Task objective:
From the entries below, output the line with "filename crates/pipeline/src/preview.rs" and each following line up to and including the line with "ImportPreview::new(validated, file_duplicates, db_duplicates);", exactly as written.

Provided information:
· · · ·

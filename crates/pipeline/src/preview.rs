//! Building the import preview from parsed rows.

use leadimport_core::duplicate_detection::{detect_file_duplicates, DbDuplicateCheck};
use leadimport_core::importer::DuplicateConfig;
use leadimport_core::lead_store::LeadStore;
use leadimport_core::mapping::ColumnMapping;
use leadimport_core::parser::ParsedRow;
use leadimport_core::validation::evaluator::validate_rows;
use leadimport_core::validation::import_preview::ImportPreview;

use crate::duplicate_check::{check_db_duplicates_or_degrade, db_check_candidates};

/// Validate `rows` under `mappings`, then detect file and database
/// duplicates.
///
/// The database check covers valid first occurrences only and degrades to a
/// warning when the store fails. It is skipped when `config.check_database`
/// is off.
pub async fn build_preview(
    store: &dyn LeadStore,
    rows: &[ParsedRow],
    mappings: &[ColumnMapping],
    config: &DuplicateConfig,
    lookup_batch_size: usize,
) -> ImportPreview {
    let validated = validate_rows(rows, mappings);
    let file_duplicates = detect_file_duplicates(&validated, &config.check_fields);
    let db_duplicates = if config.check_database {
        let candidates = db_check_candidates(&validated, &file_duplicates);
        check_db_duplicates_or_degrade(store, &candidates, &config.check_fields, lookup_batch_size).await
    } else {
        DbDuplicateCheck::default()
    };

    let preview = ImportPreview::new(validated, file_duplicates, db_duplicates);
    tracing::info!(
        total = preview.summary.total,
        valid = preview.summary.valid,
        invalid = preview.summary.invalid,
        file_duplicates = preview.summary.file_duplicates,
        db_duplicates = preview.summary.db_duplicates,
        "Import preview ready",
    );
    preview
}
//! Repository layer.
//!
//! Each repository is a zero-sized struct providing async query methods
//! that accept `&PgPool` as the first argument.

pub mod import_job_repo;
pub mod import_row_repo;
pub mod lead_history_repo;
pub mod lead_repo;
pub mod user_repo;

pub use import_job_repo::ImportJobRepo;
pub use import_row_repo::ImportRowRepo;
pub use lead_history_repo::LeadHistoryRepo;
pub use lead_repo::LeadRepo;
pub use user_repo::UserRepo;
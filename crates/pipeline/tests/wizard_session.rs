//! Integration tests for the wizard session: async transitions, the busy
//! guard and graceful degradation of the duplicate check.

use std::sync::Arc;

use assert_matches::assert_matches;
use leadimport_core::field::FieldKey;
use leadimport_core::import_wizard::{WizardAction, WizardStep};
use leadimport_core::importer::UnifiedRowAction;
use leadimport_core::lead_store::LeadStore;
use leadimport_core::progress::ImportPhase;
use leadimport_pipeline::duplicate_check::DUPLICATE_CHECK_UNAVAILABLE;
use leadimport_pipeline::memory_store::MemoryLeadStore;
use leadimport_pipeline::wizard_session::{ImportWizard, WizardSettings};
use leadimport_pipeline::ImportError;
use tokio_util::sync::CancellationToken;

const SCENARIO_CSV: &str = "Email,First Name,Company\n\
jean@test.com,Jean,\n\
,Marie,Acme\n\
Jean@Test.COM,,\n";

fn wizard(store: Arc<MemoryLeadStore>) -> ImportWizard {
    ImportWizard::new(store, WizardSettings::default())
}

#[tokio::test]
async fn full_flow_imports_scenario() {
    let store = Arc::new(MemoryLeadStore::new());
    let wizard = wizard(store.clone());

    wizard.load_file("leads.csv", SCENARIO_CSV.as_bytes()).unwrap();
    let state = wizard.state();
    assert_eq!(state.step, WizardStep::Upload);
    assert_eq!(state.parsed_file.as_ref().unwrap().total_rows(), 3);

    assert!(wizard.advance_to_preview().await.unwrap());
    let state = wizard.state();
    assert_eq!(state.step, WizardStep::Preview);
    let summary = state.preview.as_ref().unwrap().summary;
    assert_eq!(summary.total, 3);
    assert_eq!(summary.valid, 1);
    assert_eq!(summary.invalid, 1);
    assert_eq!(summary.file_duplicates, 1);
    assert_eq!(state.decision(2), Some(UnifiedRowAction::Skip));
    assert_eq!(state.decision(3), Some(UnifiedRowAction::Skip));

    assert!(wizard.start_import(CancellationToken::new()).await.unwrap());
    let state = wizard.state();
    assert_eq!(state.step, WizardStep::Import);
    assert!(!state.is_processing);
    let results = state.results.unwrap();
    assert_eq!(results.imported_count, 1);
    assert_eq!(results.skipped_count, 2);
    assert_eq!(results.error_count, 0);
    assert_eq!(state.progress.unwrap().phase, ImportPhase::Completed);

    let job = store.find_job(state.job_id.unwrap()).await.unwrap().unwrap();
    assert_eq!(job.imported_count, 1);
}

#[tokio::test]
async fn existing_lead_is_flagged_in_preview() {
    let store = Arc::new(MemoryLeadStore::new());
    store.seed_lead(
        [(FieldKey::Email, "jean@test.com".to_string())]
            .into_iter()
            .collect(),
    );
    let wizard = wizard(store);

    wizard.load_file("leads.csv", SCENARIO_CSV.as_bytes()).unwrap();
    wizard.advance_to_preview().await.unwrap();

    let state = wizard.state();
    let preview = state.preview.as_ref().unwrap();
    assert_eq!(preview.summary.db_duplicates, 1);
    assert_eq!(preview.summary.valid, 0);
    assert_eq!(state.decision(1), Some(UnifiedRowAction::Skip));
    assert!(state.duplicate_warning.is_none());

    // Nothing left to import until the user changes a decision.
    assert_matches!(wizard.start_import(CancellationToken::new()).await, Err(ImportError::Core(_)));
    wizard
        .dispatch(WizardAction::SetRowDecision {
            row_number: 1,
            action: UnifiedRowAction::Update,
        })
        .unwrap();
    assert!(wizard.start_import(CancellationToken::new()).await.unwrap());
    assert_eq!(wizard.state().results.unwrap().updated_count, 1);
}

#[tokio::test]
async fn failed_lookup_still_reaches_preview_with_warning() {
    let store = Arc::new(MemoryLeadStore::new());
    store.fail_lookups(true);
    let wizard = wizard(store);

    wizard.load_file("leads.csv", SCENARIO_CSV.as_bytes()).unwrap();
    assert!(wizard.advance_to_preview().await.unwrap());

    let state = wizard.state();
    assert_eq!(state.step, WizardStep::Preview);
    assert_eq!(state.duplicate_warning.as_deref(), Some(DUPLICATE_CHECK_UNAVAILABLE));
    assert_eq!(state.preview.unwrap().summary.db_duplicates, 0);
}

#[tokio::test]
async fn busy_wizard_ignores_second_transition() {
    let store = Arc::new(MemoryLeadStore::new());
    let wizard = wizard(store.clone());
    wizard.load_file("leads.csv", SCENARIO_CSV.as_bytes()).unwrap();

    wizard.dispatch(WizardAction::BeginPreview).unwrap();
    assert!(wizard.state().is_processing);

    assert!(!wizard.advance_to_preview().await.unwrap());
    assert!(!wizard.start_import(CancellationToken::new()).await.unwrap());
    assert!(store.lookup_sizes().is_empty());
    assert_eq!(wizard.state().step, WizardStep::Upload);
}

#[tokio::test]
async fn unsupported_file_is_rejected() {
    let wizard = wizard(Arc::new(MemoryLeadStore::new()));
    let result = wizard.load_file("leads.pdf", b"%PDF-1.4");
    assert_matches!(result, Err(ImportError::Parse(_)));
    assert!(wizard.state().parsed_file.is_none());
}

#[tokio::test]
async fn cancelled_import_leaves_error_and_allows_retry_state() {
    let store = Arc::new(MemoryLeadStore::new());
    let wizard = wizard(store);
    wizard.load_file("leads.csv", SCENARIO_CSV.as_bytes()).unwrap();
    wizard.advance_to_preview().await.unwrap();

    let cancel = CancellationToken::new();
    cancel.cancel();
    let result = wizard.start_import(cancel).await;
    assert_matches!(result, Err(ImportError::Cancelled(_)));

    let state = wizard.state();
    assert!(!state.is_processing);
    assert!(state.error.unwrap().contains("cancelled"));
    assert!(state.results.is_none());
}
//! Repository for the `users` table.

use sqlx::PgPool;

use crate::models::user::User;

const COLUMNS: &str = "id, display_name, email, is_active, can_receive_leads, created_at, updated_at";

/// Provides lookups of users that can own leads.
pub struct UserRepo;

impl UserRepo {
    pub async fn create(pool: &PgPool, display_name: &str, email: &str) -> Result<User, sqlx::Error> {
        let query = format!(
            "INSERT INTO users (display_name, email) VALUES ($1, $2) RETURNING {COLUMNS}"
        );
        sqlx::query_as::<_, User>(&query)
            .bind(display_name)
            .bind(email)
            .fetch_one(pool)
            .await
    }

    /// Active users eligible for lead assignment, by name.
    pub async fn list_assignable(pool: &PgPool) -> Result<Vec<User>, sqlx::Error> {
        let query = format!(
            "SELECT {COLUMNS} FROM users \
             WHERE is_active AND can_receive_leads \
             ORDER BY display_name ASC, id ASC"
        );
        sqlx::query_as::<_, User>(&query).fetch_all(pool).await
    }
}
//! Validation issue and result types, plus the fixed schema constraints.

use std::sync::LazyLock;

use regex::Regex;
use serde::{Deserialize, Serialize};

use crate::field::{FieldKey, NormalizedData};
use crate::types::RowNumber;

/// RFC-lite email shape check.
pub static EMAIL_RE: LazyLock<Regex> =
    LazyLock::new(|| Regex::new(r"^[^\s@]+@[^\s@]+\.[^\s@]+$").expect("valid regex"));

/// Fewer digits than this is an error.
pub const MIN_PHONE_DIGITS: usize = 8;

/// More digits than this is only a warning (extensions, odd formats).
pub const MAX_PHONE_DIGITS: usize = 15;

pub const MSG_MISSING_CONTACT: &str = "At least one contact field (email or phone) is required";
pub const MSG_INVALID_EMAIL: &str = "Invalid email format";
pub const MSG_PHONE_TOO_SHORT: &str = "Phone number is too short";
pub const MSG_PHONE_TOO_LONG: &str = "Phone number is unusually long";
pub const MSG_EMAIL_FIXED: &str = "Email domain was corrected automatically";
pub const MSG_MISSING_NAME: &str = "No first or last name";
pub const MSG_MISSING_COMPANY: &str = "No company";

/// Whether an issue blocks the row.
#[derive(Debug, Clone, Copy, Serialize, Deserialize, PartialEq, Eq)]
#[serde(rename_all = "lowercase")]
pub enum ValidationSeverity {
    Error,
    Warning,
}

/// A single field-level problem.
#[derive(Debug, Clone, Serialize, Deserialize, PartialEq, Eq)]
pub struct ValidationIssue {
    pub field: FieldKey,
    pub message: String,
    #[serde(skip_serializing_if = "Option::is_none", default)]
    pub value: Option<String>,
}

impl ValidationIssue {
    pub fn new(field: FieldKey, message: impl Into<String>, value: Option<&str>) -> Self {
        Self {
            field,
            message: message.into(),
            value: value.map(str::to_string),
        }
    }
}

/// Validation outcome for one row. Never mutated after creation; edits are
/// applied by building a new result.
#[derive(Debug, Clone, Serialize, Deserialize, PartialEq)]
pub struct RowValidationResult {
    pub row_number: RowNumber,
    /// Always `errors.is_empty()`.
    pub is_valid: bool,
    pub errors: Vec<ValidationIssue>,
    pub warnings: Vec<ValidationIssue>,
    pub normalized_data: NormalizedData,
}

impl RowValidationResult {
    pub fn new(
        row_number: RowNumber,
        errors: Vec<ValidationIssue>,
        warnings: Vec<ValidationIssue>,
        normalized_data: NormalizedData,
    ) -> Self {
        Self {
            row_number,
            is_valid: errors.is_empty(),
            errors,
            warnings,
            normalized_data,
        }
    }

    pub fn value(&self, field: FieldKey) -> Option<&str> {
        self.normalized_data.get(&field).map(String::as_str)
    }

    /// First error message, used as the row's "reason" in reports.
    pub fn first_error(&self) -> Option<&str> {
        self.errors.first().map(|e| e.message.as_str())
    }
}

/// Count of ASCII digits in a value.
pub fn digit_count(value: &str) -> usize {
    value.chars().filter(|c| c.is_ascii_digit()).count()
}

· · · ·

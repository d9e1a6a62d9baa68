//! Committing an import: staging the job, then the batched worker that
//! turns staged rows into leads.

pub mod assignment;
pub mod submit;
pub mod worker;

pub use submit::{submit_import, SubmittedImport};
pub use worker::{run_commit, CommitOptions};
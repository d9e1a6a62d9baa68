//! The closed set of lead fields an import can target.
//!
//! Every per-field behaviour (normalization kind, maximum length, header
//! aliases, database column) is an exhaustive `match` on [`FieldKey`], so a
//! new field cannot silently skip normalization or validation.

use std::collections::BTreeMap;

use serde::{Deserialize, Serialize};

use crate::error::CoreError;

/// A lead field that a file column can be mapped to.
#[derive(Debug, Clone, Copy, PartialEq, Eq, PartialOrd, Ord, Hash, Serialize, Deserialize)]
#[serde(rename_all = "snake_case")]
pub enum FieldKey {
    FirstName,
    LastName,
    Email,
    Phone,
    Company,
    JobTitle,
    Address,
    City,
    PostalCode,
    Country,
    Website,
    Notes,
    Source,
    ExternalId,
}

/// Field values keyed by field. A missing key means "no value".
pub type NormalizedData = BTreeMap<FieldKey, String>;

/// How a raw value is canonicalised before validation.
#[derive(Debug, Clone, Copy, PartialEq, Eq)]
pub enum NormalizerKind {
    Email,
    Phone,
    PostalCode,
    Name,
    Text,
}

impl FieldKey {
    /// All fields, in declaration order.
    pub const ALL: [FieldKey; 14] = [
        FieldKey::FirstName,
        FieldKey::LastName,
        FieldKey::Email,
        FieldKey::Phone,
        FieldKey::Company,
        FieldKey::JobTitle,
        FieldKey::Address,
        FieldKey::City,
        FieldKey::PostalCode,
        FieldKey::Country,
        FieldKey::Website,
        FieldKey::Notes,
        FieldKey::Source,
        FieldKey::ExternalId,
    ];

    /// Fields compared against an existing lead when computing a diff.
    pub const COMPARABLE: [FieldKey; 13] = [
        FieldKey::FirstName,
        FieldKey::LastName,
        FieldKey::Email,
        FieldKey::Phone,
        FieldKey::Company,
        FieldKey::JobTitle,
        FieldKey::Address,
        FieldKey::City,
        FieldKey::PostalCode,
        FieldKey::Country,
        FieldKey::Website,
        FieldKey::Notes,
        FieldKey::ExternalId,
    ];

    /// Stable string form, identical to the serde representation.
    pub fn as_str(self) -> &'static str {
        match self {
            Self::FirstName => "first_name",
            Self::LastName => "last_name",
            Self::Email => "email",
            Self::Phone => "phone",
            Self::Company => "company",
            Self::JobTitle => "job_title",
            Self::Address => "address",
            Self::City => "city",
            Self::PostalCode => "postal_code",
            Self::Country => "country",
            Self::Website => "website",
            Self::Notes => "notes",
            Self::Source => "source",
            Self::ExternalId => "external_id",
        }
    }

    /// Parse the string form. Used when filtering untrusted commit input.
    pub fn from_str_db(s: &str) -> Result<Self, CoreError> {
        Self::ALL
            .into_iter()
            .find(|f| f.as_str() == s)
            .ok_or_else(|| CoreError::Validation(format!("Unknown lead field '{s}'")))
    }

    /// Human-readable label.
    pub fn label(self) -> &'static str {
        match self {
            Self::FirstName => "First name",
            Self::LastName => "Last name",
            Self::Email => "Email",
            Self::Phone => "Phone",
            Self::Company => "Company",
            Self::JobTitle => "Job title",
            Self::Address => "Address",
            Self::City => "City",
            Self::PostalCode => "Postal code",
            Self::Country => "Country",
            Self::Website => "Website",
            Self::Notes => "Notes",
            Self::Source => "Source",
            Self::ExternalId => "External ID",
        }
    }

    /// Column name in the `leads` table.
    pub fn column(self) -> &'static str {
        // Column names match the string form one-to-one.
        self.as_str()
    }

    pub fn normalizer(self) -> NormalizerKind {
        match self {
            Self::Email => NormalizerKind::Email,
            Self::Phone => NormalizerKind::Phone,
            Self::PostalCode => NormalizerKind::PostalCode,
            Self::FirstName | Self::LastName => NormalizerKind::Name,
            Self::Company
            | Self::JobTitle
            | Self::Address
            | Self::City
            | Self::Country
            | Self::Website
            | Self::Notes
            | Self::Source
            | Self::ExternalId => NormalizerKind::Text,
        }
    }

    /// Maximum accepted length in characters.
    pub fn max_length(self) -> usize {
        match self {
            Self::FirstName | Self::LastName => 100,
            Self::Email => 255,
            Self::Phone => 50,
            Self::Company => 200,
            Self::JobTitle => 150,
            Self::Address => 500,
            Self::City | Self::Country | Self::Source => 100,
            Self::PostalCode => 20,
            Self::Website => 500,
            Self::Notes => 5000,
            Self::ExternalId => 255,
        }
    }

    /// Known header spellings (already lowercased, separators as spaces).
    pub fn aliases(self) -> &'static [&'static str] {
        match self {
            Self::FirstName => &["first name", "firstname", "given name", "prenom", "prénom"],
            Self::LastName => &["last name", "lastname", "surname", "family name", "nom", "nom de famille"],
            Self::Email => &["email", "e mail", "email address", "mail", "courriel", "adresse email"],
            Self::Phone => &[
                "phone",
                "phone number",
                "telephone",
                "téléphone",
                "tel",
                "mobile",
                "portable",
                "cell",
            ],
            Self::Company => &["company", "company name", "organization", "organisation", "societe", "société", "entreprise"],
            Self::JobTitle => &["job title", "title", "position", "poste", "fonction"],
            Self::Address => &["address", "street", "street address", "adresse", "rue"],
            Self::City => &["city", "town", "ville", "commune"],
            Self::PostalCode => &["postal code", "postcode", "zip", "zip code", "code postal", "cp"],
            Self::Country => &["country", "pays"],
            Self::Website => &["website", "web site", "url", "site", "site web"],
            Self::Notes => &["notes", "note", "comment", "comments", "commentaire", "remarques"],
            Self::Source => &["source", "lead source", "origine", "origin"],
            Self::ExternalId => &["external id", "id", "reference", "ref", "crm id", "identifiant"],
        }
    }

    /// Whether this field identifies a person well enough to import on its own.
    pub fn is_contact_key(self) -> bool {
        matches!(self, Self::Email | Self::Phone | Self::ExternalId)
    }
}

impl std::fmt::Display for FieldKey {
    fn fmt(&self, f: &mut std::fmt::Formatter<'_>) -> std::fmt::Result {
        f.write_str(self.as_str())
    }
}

· · · ·

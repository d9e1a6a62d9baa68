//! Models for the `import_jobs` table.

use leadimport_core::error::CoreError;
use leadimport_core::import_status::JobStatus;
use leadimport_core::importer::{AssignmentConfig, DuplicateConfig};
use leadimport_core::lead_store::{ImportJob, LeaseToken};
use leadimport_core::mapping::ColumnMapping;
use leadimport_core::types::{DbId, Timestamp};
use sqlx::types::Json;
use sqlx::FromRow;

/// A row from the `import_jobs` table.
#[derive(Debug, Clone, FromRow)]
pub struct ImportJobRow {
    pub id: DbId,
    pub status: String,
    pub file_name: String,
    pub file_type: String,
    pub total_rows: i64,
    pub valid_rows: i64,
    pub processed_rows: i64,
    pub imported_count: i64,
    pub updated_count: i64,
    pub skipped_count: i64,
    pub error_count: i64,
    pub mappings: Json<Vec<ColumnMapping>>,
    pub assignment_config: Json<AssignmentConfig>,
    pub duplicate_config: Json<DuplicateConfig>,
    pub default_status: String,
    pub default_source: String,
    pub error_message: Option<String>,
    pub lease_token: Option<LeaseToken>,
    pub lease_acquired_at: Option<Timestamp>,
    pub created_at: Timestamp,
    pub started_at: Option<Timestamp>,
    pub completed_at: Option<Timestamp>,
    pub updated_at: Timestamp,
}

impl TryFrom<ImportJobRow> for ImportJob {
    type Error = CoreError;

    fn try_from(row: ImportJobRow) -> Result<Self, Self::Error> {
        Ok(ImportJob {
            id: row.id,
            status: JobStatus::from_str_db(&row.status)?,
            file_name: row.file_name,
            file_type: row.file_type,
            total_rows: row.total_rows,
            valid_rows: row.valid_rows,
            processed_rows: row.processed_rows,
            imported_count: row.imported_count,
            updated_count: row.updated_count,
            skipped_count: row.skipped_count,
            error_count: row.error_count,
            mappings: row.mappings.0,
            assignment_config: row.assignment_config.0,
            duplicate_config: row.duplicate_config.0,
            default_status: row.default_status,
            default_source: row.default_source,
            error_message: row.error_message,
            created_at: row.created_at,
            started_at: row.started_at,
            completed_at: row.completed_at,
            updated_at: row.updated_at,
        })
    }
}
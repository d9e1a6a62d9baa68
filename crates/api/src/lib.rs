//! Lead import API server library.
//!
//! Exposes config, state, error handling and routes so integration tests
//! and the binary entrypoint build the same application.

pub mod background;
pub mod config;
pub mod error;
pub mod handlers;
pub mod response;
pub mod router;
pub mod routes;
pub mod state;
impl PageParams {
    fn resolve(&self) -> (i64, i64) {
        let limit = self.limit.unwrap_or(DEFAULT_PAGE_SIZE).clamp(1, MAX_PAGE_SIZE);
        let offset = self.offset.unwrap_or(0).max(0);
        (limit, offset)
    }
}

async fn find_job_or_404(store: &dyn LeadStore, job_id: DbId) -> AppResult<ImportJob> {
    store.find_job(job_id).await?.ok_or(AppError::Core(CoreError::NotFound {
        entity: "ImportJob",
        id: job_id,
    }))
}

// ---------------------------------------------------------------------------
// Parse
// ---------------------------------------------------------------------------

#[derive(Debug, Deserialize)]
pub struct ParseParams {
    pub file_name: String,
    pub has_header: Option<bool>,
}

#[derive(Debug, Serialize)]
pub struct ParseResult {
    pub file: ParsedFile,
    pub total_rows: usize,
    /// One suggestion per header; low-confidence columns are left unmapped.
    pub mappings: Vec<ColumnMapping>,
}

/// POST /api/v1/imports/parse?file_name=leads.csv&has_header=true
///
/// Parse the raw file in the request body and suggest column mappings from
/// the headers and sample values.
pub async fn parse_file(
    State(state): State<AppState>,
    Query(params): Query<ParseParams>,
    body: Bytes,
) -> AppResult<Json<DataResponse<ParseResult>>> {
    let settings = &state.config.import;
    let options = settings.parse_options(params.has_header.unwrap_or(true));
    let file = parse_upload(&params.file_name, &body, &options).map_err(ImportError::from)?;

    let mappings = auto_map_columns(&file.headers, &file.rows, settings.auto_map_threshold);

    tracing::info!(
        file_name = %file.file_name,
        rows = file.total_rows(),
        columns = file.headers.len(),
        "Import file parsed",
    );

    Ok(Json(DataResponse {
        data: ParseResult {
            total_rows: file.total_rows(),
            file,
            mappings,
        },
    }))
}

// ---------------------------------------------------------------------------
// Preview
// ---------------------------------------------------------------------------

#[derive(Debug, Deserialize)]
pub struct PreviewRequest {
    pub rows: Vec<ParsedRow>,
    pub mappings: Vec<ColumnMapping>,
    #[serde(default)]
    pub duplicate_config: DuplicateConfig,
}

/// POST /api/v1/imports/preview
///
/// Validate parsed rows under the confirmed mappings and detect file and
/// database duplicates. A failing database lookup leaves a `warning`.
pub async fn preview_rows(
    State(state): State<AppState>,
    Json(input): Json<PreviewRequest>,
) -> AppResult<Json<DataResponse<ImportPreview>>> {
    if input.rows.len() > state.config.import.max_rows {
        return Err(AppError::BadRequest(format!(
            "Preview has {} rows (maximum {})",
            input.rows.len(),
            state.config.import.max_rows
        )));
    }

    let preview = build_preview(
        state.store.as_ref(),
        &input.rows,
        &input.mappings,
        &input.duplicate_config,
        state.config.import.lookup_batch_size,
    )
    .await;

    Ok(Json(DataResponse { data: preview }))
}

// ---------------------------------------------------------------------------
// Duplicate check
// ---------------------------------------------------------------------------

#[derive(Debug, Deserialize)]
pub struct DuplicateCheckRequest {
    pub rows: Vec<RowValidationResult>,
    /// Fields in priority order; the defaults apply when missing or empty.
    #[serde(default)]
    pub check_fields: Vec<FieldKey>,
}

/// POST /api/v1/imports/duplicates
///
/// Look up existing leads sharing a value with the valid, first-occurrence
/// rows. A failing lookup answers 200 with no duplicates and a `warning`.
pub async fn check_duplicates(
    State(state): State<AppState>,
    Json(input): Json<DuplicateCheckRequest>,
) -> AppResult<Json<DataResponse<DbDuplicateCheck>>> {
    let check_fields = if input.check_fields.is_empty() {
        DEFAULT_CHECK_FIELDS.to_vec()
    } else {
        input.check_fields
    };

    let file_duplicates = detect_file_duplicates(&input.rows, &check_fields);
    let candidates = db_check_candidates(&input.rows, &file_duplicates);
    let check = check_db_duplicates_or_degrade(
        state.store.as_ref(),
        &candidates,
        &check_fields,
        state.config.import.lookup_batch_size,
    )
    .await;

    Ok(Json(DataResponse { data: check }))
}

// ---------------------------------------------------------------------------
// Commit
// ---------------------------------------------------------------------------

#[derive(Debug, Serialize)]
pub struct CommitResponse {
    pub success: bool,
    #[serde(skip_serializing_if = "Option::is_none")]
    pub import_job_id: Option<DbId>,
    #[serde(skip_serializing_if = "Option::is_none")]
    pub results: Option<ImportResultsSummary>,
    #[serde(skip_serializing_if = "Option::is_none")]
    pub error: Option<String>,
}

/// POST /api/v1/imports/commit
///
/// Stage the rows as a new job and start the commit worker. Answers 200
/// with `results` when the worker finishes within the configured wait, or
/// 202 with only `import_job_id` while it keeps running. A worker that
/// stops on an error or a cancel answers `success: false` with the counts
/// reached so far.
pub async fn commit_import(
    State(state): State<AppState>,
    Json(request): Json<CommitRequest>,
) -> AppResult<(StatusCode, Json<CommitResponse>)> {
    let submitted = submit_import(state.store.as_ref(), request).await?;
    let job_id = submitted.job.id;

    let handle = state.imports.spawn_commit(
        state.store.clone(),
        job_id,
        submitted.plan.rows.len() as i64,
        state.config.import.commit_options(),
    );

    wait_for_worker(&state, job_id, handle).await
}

· · · ·

Response for this exercise:
filename crates/pipeline/src/preview.rs
//! Building the import preview from parsed rows.

use leadimport_core::duplicate_detection::{detect_file_duplicates, DbDuplicateCheck};
use leadimport_core::importer::DuplicateConfig;
use leadimport_core::lead_store::LeadStore;
use leadimport_core::mapping::ColumnMapping;
use leadimport_core::parser::ParsedRow;
use leadimport_core::validation::evaluator::validate_rows;
use leadimport_core::validation::import_preview::ImportPreview;

use crate::duplicate_check::{check_db_duplicates_or_degrade, db_check_candidates};

/// Validate `rows` under `mappings`, then detect file and database
/// duplicates.
///
/// The database check covers valid first occurrences only and degrades to a
/// warning when the store fails. It is skipped when `config.check_database`
/// is off.
pub async fn build_preview(
    store: &dyn LeadStore,
    rows: &[ParsedRow],
    mappings: &[ColumnMapping],
    config: &DuplicateConfig,
    lookup_batch_size: usize,
) -> ImportPreview {
    let validated = validate_rows(rows, mappings);
    let file_duplicates = detect_file_duplicates(&validated, &config.check_fields);
    let db_duplicates = if config.check_database {
        let candidates = db_check_candidates(&validated, &file_duplicates);
        check_db_duplicates_or_degrade(store, &candidates, &config.check_fields, lookup_batch_size).await
    } else {
        DbDuplicateCheck::default()
    };

    let preview = ImportPreview::new(validated, file_duplicates, db_duplicates);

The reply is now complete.